Relation between axons and oligodendroglial cells during initial myelination I. The glial unit

Abstract

The morphology of oligodendroglial-axon units was examined by electron microscopy during ensheathment and initial myelination in developing feline spinal cord and corpus callosum white matter. In addition to a qualitative examination of single sections from many stages of development, a morphological analysis of spinal cord and corpus callosum units was made on the basis of serial sections from a few stages. The results show that myelination commences around embryonic/fetal day 40 and the 20th postnatal day in the spinal cord and corpus callosum areas, respectively. In both areas immature glial cells, lacking the cytological features of typical oligodendrocytes, initially associate with several axons and provide them with cytoplasmic sheaths. Serial section analysis of units, which have begun formation of compact myelin, indicates that individual cells are associated with single myelin sheaths in the spinal cord area, in a way principally similar to the Schwann cell-myelin units in developing peripheral nerves.

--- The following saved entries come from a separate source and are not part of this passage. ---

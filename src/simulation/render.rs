//! Scene rendering onto an abstract drawing surface
//!
//! The simulation never draws while it updates. Front-ends implement
//! [`Canvas`] and call the drawing functions here after each tick: the
//! headless binary rasterises to text, the Bevy UI replays onto gizmos, and
//! tests record commands in a [`DrawList`].

use super::types::{Direction, Point};
use super::vehicle::SimVehicle;
use super::world::SimWorld;

/// An sRGB colour with straight alpha
#[derive(Debug, Clone, Copy, PartialEq)]
pub struct Rgba {
    pub r: u8,
    pub g: u8,
    pub b: u8,
    pub a: f32,
}

impl Rgba {
    pub const fn rgb(r: u8, g: u8, b: u8) -> Self {
        Self { r, g, b, a: 1.0 }
    }

    pub const fn rgba(r: u8, g: u8, b: u8, a: f32) -> Self {
        Self { r, g, b, a }
    }
}

pub mod palette {
    use super::Rgba;

    pub const ROAD: Rgba = Rgba::rgb(31, 41, 55);
    pub const CENTRE_LINE: Rgba = Rgba::rgb(251, 191, 36);
    pub const LANE_DIVIDER: Rgba = Rgba::rgb(209, 213, 219);
    pub const ROAD_ARROW: Rgba = Rgba::rgba(255, 255, 255, 0.3);

    pub const NORMAL_BODY: Rgba = Rgba::rgb(59, 130, 246);
    pub const WRONG_WAY_BODY: Rgba = Rgba::rgb(239, 68, 68);
    pub const NORMAL_TRAIL: Rgba = Rgba::rgba(59, 130, 246, 0.2);
    pub const WRONG_WAY_TRAIL: Rgba = Rgba::rgba(239, 68, 68, 0.3);
    pub const NORMAL_BOX: Rgba = Rgba::rgb(16, 185, 129);
    pub const NORMAL_ARROW: Rgba = Rgba::rgb(147, 197, 253);
    pub const WRONG_WAY_ARROW: Rgba = Rgba::rgb(252, 165, 165);

    pub const WINDOW: Rgba = Rgba::rgb(255, 255, 255);
    pub const PLATE: Rgba = Rgba::rgb(254, 243, 199);
    pub const PLATE_TEXT: Rgba = Rgba::rgb(0, 0, 0);
    pub const LABEL_TEXT: Rgba = Rgba::rgb(255, 255, 255);
}

/// Road layout, in canvas units
pub const CENTRE_LINE_X: f32 = 350.0;
pub const LANE_DIVIDERS_X: [f32; 2] = [185.0, 485.0];
pub const DIVIDER_DASH: [f32; 2] = [20.0, 15.0];
pub const ROAD_ARROW_START_Y: f32 = 50.0;
pub const ROAD_ARROW_SPACING: f32 = 120.0;

/// A 2D drawing surface in canvas coordinates (origin top-left, y down)
pub trait Canvas {
    /// Logical width and height
    fn size(&self) -> (f32, f32);

    fn clear(&mut self, color: Rgba);

    fn fill_rect(&mut self, origin: Point, width: f32, height: f32, color: Rgba);

    fn stroke_rect(&mut self, origin: Point, width: f32, height: f32, color: Rgba, line_width: f32);

    /// A straight line, dashed when `dash` is `[on, off]`
    fn line(&mut self, from: Point, to: Point, color: Rgba, line_width: f32, dash: Option<[f32; 2]>);

    fn polyline(&mut self, points: &[Point], color: Rgba, line_width: f32);

    fn fill_triangle(&mut self, points: [Point; 3], color: Rgba);

    /// Text with its baseline starting at `at`
    fn text(&mut self, at: Point, text: &str, color: Rgba, font_size: f32);
}

/// Road surface, centre line, lane dividers and direction arrows
pub fn draw_background(canvas: &mut dyn Canvas) {
    let (width, height) = canvas.size();
    canvas.clear(palette::ROAD);
    canvas.fill_rect(Point::new(0.0, 0.0), width, height, palette::ROAD);

    canvas.line(
        Point::new(CENTRE_LINE_X, 0.0),
        Point::new(CENTRE_LINE_X, height),
        palette::CENTRE_LINE,
        4.0,
        None,
    );

    for x in LANE_DIVIDERS_X {
        canvas.line(
            Point::new(x, 0.0),
            Point::new(x, height),
            palette::LANE_DIVIDER,
            2.0,
            Some(DIVIDER_DASH),
        );
    }

    let mut y = ROAD_ARROW_START_Y;
    while y < height {
        draw_road_arrow(canvas, Point::new(LANE_DIVIDERS_X[0], y), Direction::Down);
        draw_road_arrow(canvas, Point::new(LANE_DIVIDERS_X[1], y), Direction::Up);
        y += ROAD_ARROW_SPACING;
    }
}

fn draw_road_arrow(canvas: &mut dyn Canvas, at: Point, direction: Direction) {
    let points = match direction {
        Direction::Down => [at.offset(0.0, 20.0), at.offset(-15.0, 0.0), at.offset(15.0, 0.0)],
        Direction::Up => [at, at.offset(-15.0, 20.0), at.offset(15.0, 20.0)],
    };
    canvas.fill_triangle(points, palette::ROAD_ARROW);
}

fn body_color(vehicle: &SimVehicle) -> Rgba {
    if vehicle.is_wrong_way {
        palette::WRONG_WAY_BODY
    } else {
        palette::NORMAL_BODY
    }
}

fn status_color(vehicle: &SimVehicle) -> Rgba {
    if vehicle.is_wrong_way {
        palette::WRONG_WAY_BODY
    } else {
        palette::NORMAL_BOX
    }
}

/// Trail, bounding box and heading arrow
pub fn draw_vehicle_overlay(canvas: &mut dyn Canvas, vehicle: &SimVehicle) {
    let half_w = vehicle.width / 2.0;
    let half_h = vehicle.height / 2.0;

    if vehicle.trajectory.len() > 1 {
        let trail: Vec<Point> = vehicle
            .trajectory
            .iter()
            .map(|p| p.offset(half_w, half_h))
            .collect();
        let color = if vehicle.is_wrong_way {
            palette::WRONG_WAY_TRAIL
        } else {
            palette::NORMAL_TRAIL
        };
        canvas.polyline(&trail, color, 2.0);
    }

    canvas.stroke_rect(
        vehicle.position.offset(-5.0, -5.0),
        vehicle.width + 10.0,
        vehicle.height + 10.0,
        status_color(vehicle),
        3.0,
    );

    let c = vehicle.center();
    let points = match vehicle.direction {
        Direction::Down => [c.offset(0.0, 10.0), c.offset(-8.0, -5.0), c.offset(8.0, -5.0)],
        Direction::Up => [c.offset(0.0, -10.0), c.offset(-8.0, 5.0), c.offset(8.0, 5.0)],
    };
    let arrow_color = if vehicle.is_wrong_way {
        palette::WRONG_WAY_ARROW
    } else {
        palette::NORMAL_ARROW
    };
    canvas.fill_triangle(points, arrow_color);
}

/// Body, windows and (if read) the plate strip
pub fn draw_vehicle_body(canvas: &mut dyn Canvas, vehicle: &SimVehicle) {
    let p = vehicle.position;
    canvas.fill_rect(p, vehicle.width, vehicle.height, body_color(vehicle));
    canvas.fill_rect(p.offset(5.0, 10.0), 30.0, 15.0, palette::WINDOW);
    canvas.fill_rect(p.offset(5.0, 35.0), 30.0, 15.0, palette::WINDOW);

    if vehicle.plate_recognized {
        canvas.fill_rect(p.offset(5.0, vehicle.height - 12.0), 30.0, 8.0, palette::PLATE);
        canvas.text(
            p.offset(7.0, vehicle.height - 5.0),
            &vehicle.license_plate,
            palette::PLATE_TEXT,
            6.0,
        );
    }
}

/// Status banner above the bounding box
pub fn draw_vehicle_label(canvas: &mut dyn Canvas, vehicle: &SimVehicle) {
    let p = vehicle.position;
    canvas.fill_rect(p.offset(-5.0, -50.0), 150.0, 40.0, status_color(vehicle));
    canvas.text(p.offset(0.0, -33.0), &vehicle.banner_label(), palette::LABEL_TEXT, 11.0);
    canvas.text(p.offset(0.0, -18.0), &vehicle.identity_label(), palette::LABEL_TEXT, 10.0);
    canvas.text(
        p.offset(0.0, -8.0),
        &vehicle.plate_confidence_label(),
        palette::LABEL_TEXT,
        10.0,
    );
}

/// Draw one full frame: background, then every vehicle in spawn order.
/// The heading arrow lies inside the body, so the body is drawn first.
pub fn draw_scene(world: &SimWorld, canvas: &mut dyn Canvas) {
    draw_background(canvas);
    for vehicle in &world.vehicles {
        draw_vehicle_body(canvas, vehicle);
        draw_vehicle_overlay(canvas, vehicle);
        draw_vehicle_label(canvas, vehicle);
    }
}

/// A recorded draw call
#[derive(Debug, Clone, PartialEq)]
pub enum DrawCommand {
    Clear(Rgba),
    FillRect { origin: Point, width: f32, height: f32, color: Rgba },
    StrokeRect { origin: Point, width: f32, height: f32, color: Rgba, line_width: f32 },
    Line { from: Point, to: Point, color: Rgba, line_width: f32, dash: Option<[f32; 2]> },
    Polyline { points: Vec<Point>, color: Rgba, line_width: f32 },
    FillTriangle { points: [Point; 3], color: Rgba },
    Text { at: Point, text: String, color: Rgba, font_size: f32 },
}

/// A canvas that records draw calls instead of drawing
#[derive(Debug, Clone)]
pub struct DrawList {
    width: f32,
    height: f32,
    pub commands: Vec<DrawCommand>,
}

impl DrawList {
    pub fn new(width: f32, height: f32) -> Self {
        Self {
            width,
            height,
            commands: Vec::new(),
        }
    }

    /// All text drawn this frame, in order
    pub fn texts(&self) -> Vec<&str> {
        self.commands
            .iter()
            .filter_map(|c| match c {
                DrawCommand::Text { text, .. } => Some(text.as_str()),
                _ => None,
            })
            .collect()
    }

    pub fn count_where(&self, pred: impl Fn(&DrawCommand) -> bool) -> usize {
        self.commands.iter().filter(|c| pred(c)).count()
    }
}

impl Canvas for DrawList {
    fn size(&self) -> (f32, f32) {
        (self.width, self.height)
    }

    fn clear(&mut self, color: Rgba) {
        self.commands.clear();
        self.commands.push(DrawCommand::Clear(color));
    }

    fn fill_rect(&mut self, origin: Point, width: f32, height: f32, color: Rgba) {
        self.commands.push(DrawCommand::FillRect { origin, width, height, color });
    }

    fn stroke_rect(&mut self, origin: Point, width: f32, height: f32, color: Rgba, line_width: f32) {
        self.commands.push(DrawCommand::StrokeRect {
            origin,
            width,
            height,
            color,
            line_width,
        });
    }

    fn line(&mut self, from: Point, to: Point, color: Rgba, line_width: f32, dash: Option<[f32; 2]>) {
        self.commands.push(DrawCommand::Line {
            from,
            to,
            color,
            line_width,
            dash,
        });
    }

    fn polyline(&mut self, points: &[Point], color: Rgba, line_width: f32) {
        self.commands.push(DrawCommand::Polyline {
            points: points.to_vec(),
            color,
            line_width,
        });
    }

    fn fill_triangle(&mut self, points: [Point; 3], color: Rgba) {
        self.commands.push(DrawCommand::FillTriangle { points, color });
    }

    fn text(&mut self, at: Point, text: &str, color: Rgba, font_size: f32) {
        self.commands.push(DrawCommand::Text {
            at,
            text: text.to_string(),
            color,
            font_size,
        });
    }
}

This suggests the possibility that early spinal cord oligodendrocytes might shift from a polyaxonal to a monoaxonal association after initial ensheathment and before formation of compact myelin. In the corpus callosum area the examined serially-sectioned cells were found to be connected to several myelin sheaths through long thin processes. The myelin sheaths related to one cell are relatively uniform in terms of number of myelin lamellae and axon diameter, but the clockwise/counter-clockwise course of the myelin spiral varies randomly. Units containing both homogeneously uncompacted (cytoplasmic) and fully compacted (myelin) sheaths have not been found. In both areas the ensheathing cells achieve an oligodendrocyte-like cytology during formation of the first layers of compact myelin. These observations support the view that oligodendrocytes are structurally heterogeneous: those myelinating prospective large axons seem to differ from those myelinating axons destined to remain small. The possible functional and pathophysiological implications of this heterogeneity remain to be elucidated.